Record set below:
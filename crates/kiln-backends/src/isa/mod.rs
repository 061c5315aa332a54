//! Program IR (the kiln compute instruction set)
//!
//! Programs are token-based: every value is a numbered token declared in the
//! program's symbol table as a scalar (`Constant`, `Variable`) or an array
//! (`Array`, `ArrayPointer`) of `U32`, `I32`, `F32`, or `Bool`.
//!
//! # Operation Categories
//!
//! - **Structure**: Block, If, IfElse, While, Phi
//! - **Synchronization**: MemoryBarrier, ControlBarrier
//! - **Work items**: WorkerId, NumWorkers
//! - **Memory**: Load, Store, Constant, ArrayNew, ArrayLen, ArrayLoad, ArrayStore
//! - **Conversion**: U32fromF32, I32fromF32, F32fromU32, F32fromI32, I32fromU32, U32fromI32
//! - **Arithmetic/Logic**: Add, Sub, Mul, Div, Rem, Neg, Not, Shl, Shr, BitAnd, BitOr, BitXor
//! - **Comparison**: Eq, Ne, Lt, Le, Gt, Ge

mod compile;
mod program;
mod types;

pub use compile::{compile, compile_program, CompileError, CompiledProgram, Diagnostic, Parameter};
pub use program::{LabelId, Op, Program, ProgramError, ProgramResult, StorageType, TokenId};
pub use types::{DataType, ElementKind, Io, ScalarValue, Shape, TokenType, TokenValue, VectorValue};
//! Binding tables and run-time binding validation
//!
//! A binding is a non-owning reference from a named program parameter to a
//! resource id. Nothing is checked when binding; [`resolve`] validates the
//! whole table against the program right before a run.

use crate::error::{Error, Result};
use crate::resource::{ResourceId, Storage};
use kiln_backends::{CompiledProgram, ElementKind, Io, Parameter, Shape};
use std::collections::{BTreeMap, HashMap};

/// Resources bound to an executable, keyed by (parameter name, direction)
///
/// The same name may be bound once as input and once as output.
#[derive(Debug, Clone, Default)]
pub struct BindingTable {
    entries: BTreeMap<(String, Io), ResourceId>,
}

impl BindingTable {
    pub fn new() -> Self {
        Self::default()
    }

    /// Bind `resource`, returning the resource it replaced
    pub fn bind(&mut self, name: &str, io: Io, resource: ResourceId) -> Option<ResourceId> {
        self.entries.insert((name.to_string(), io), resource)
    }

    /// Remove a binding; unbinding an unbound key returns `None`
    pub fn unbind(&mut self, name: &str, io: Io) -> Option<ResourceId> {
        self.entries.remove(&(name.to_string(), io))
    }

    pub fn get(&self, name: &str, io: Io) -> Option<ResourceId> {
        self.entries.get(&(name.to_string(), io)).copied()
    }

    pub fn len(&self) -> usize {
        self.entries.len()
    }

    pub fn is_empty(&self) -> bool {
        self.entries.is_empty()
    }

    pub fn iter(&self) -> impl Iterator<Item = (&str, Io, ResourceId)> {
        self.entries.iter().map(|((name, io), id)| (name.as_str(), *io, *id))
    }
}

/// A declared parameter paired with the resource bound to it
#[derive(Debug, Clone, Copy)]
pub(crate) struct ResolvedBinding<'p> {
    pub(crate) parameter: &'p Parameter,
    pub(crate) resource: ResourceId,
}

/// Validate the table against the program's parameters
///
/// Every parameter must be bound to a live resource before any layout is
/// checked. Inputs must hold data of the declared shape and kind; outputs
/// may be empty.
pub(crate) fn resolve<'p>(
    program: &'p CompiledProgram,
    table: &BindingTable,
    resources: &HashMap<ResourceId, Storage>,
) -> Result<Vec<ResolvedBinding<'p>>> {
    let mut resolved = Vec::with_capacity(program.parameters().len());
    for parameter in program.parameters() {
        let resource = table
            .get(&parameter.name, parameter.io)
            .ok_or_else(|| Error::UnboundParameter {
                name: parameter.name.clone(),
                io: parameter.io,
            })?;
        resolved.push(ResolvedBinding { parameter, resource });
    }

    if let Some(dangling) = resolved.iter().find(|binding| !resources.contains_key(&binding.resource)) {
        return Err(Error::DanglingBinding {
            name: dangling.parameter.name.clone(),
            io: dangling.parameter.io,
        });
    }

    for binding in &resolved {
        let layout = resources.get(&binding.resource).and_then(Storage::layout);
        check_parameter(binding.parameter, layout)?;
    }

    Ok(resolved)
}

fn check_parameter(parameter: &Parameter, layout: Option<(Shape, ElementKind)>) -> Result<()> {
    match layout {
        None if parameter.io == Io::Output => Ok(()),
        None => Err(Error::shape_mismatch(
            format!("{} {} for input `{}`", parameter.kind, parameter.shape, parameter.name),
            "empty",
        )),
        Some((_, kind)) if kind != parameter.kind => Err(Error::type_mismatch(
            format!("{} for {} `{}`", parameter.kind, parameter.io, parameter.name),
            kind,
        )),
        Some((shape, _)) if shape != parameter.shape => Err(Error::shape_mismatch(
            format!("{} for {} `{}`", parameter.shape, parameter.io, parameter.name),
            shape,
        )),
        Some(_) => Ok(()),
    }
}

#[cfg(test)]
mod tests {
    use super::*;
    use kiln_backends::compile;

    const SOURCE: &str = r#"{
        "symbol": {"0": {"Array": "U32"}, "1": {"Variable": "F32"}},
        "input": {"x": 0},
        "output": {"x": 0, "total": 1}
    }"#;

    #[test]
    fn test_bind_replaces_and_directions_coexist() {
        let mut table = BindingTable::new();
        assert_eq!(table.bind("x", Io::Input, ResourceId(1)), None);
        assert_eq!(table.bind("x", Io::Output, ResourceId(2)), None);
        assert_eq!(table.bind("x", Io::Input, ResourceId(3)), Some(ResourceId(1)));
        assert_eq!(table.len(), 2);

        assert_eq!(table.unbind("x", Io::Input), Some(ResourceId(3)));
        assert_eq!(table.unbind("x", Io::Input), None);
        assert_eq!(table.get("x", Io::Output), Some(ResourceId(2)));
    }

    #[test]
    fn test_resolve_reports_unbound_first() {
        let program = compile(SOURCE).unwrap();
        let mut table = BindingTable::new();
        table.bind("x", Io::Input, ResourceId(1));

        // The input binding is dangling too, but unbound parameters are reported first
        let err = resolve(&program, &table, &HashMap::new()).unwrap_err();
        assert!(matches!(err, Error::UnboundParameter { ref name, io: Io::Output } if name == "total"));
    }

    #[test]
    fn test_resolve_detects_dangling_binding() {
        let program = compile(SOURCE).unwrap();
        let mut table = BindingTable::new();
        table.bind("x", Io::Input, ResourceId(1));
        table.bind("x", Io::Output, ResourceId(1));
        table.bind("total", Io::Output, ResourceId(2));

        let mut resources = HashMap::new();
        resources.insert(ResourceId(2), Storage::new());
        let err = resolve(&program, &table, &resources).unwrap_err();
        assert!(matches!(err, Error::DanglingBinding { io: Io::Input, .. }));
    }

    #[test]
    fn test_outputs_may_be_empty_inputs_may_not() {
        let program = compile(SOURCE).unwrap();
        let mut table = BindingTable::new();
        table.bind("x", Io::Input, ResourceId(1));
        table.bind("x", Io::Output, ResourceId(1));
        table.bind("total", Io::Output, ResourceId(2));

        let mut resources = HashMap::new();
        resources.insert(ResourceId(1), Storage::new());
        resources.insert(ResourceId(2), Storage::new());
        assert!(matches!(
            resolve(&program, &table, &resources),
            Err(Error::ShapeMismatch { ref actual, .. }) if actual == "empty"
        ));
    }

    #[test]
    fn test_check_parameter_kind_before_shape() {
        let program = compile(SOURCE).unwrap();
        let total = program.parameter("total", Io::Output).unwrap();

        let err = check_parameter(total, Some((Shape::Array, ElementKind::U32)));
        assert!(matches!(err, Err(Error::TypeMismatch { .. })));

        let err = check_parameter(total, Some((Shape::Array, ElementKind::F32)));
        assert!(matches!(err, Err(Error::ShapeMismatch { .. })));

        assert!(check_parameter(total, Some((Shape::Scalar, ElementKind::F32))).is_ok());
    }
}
End of Record set.
Task to complete:
Copy the full listing exactly.

Answer for the task:
filename crates/kiln-backends/src/isa/mod.rs
repository 061c5315aa332a54
//! Program IR (the kiln compute instruction set)
//!
//! Programs are token-based: every value is a numbered token declared in the
//! program's symbol table as a scalar (`Constant`, `Variable`) or an array
//! (`Array`, `ArrayPointer`) of `U32`, `I32`, `F32`, or `Bool`.
//!
//! # Operation Categories
//!
//! - **Structure**: Block, If, IfElse, While, Phi
//! - **Synchronization**: MemoryBarrier, ControlBarrier
//! - **Work items**: WorkerId, NumWorkers
//! - **Memory**: Load, Store, Constant, ArrayNew, ArrayLen, ArrayLoad, ArrayStore
//! - **Conversion**: U32fromF32, I32fromF32, F32fromU32, F32fromI32, I32fromU32, U32fromI32
//! - **Arithmetic/Logic**: Add, Sub, Mul, Div, Rem, Neg, Not, Shl, Shr, BitAnd, BitOr, BitXor
//! - **Comparison**: Eq, Ne, Lt, Le, Gt, Ge

mod compile;
mod program;
mod types;

pub use compile::{compile, compile_program, CompileError, CompiledProgram, Diagnostic, Parameter};
pub use program::{LabelId, Op, Program, ProgramError, ProgramResult, StorageType, TokenId};
pub use types::{DataType, ElementKind, Io, ScalarValue, Shape, TokenType, TokenValue, VectorValue};
//! Binding tables and run-time binding validation
//!
//! A binding is a non-owning reference from a named program parameter to a
//! resource id. Nothing is checked when binding; [`resolve`] validates the
//! whole table against the program right before a run.

use crate::error::{Error, Result};
use crate::resource::{ResourceId, Storage};
use kiln_backends::{CompiledProgram, ElementKind, Io, Parameter, Shape};
use std::collections::{BTreeMap, HashMap};

/// Resources bound to an executable, keyed by (parameter name, direction)
///
/// The same name may be bound once as input and once as output.
#[derive(Debug, Clone, Default)]
pub struct BindingTable {
    entries: BTreeMap<(String, Io), ResourceId>,
}

impl BindingTable {
    pub fn new() -> Self {
        Self::default()
    }

    /// Bind `resource`, returning the resource it replaced
    pub fn bind(&mut self, name: &str, io: Io, resource: ResourceId) -> Option<ResourceId> {
        self.entries.insert((name.to_string(), io), resource)
    }

    /// Remove a binding; unbinding an unbound key returns `None`
    pub fn unbind(&mut self, name: &str, io: Io) -> Option<ResourceId> {
        self.entries.remove(&(name.to_string(), io))
    }

    pub fn get(&self, name: &str, io: Io) -> Option<ResourceId> {
        self.entries.get(&(name.to_string(), io)).copied()
    }

    pub fn len(&self) -> usize {
        self.entries.len()
    }

    pub fn is_empty(&self) -> bool {
        self.entries.is_empty()
    }

    pub fn iter(&self) -> impl Iterator<Item = (&str, Io, ResourceId)> {
        self.entries.iter().map(|((name, io), id)| (name.as_str(), *io, *id))
    }
}

/// A declared parameter paired with the resource bound to it
#[derive(Debug, Clone, Copy)]
pub(crate) struct ResolvedBinding<'p> {
    pub(crate) parameter: &'p Parameter,
    pub(crate) resource: ResourceId,
}

/// Validate the table against the program's parameters
///
/// Every parameter must be bound to a live resource before any layout is
/// checked. Inputs must hold data of the declared shape and kind; outputs
/// may be empty.
pub(crate) fn resolve<'p>(
    program: &'p CompiledProgram,
    table: &BindingTable,
    resources: &HashMap<ResourceId, Storage>,
) -> Result<Vec<ResolvedBinding<'p>>> {
    let mut resolved = Vec::with_capacity(program.parameters().len());
    for parameter in program.parameters() {
        let resource = table
            .get(&parameter.name, parameter.io)
            .ok_or_else(|| Error::UnboundParameter {
                name: parameter.name.clone(),
                io: parameter.io,
            })?;
        resolved.push(ResolvedBinding { parameter, resource });
    }

    if let Some(dangling) = resolved.iter().find(|binding| !resources.contains_key(&binding.resource)) {
        return Err(Error::DanglingBinding {
            name: dangling.parameter.name.clone(),
            io: dangling.parameter.io,
        });
    }

    for binding in &resolved {
        let layout = resources.get(&binding.resource).and_then(Storage::layout);
        check_parameter(binding.parameter, layout)?;
    }

    Ok(resolved)
}

fn check_parameter(parameter: &Parameter, layout: Option<(Shape, ElementKind)>) -> Result<()> {
    match layout {
        None if parameter.io == Io::Output => Ok(()),
        None => Err(Error::shape_mismatch(
            format!("{} {} for input `{}`", parameter.kind, parameter.shape, parameter.name),
            "empty",
        )),
        Some((_, kind)) if kind != parameter.kind => Err(Error::type_mismatch(
            format!("{} for {} `{}`", parameter.kind, parameter.io, parameter.name),
            kind,
        )),
        Some((shape, _)) if shape != parameter.shape => Err(Error::shape_mismatch(
            format!("{} for {} `{}`", parameter.shape, parameter.io, parameter.name),
            shape,
        )),
        Some(_) => Ok(()),
    }
}

#[cfg(test)]
mod tests {
    use super::*;
    use kiln_backends::compile;

    const SOURCE: &str = r#"{
        "symbol": {"0": {"Array": "U32"}, "1": {"Variable": "F32"}},
        "input": {"x": 0},
        "output": {"x": 0, "total": 1}
    }"#;

    #[test]
    fn test_bind_replaces_and_directions_coexist() {
        let mut table = BindingTable::new();
        assert_eq!(table.bind("x", Io::Input, ResourceId(1)), None);
        assert_eq!(table.bind("x", Io::Output, ResourceId(2)), None);
        assert_eq!(table.bind("x", Io::Input, ResourceId(3)), Some(ResourceId(1)));
        assert_eq!(table.len(), 2);

        assert_eq!(table.unbind("x", Io::Input), Some(ResourceId(3)));
        assert_eq!(table.unbind("x", Io::Input), None);
        assert_eq!(table.get("x", Io::Output), Some(ResourceId(2)));
    }

    #[test]
    fn test_resolve_reports_unbound_first() {
        let program = compile(SOURCE).unwrap();
        let mut table = BindingTable::new();
        table.bind("x", Io::Input, ResourceId(1));

        // The input binding is dangling too, but unbound parameters are reported first
        let err = resolve(&program, &table, &HashMap::new()).unwrap_err();
        assert!(matches!(err, Error::UnboundParameter { ref name, io: Io::Output } if name == "total"));
    }

    #[test]
    fn test_resolve_detects_dangling_binding() {
        let program = compile(SOURCE).unwrap();
        let mut table = BindingTable::new();
        table.bind("x", Io::Input, ResourceId(1));
        table.bind("x", Io::Output, ResourceId(1));
        table.bind("total", Io::Output, ResourceId(2));

        let mut resources = HashMap::new();
        resources.insert(ResourceId(2), Storage::new());
        let err = resolve(&program, &table, &resources).unwrap_err();
        assert!(matches!(err, Error::DanglingBinding { io: Io::Input, .. }));
    }

    #[test]
    fn test_outputs_may_be_empty_inputs_may_not() {
        let program = compile(SOURCE).unwrap();
        let mut table = BindingTable::new();
        table.bind("x", Io::Input, ResourceId(1));
        table.bind("x", Io::Output, ResourceId(1));
        table.bind("total", Io::Output, ResourceId(2));

        let mut resources = HashMap::new();
        resources.insert(ResourceId(1), Storage::new());
        resources.insert(ResourceId(2), Storage::new());
        assert!(matches!(
            resolve(&program, &table, &resources),
            Err(Error::ShapeMismatch { ref actual, .. }) if actual == "empty"
        ));
    }

    #[test]
    fn test_check_parameter_kind_before_shape() {
        let program = compile(SOURCE).unwrap();
        let total = program.parameter("total", Io::Output).unwrap();

        let err = check_parameter(total, Some((Shape::Array, ElementKind::U32)));
        assert!(matches!(err, Err(Error::TypeMismatch { .. })));

        let err = check_parameter(total, Some((Shape::Array, ElementKind::F32)));
        assert!(matches!(err, Err(Error::ShapeMismatch { .. })));

        assert!(check_parameter(total, Some((Shape::Scalar, ElementKind::F32))).is_ok());
    }
}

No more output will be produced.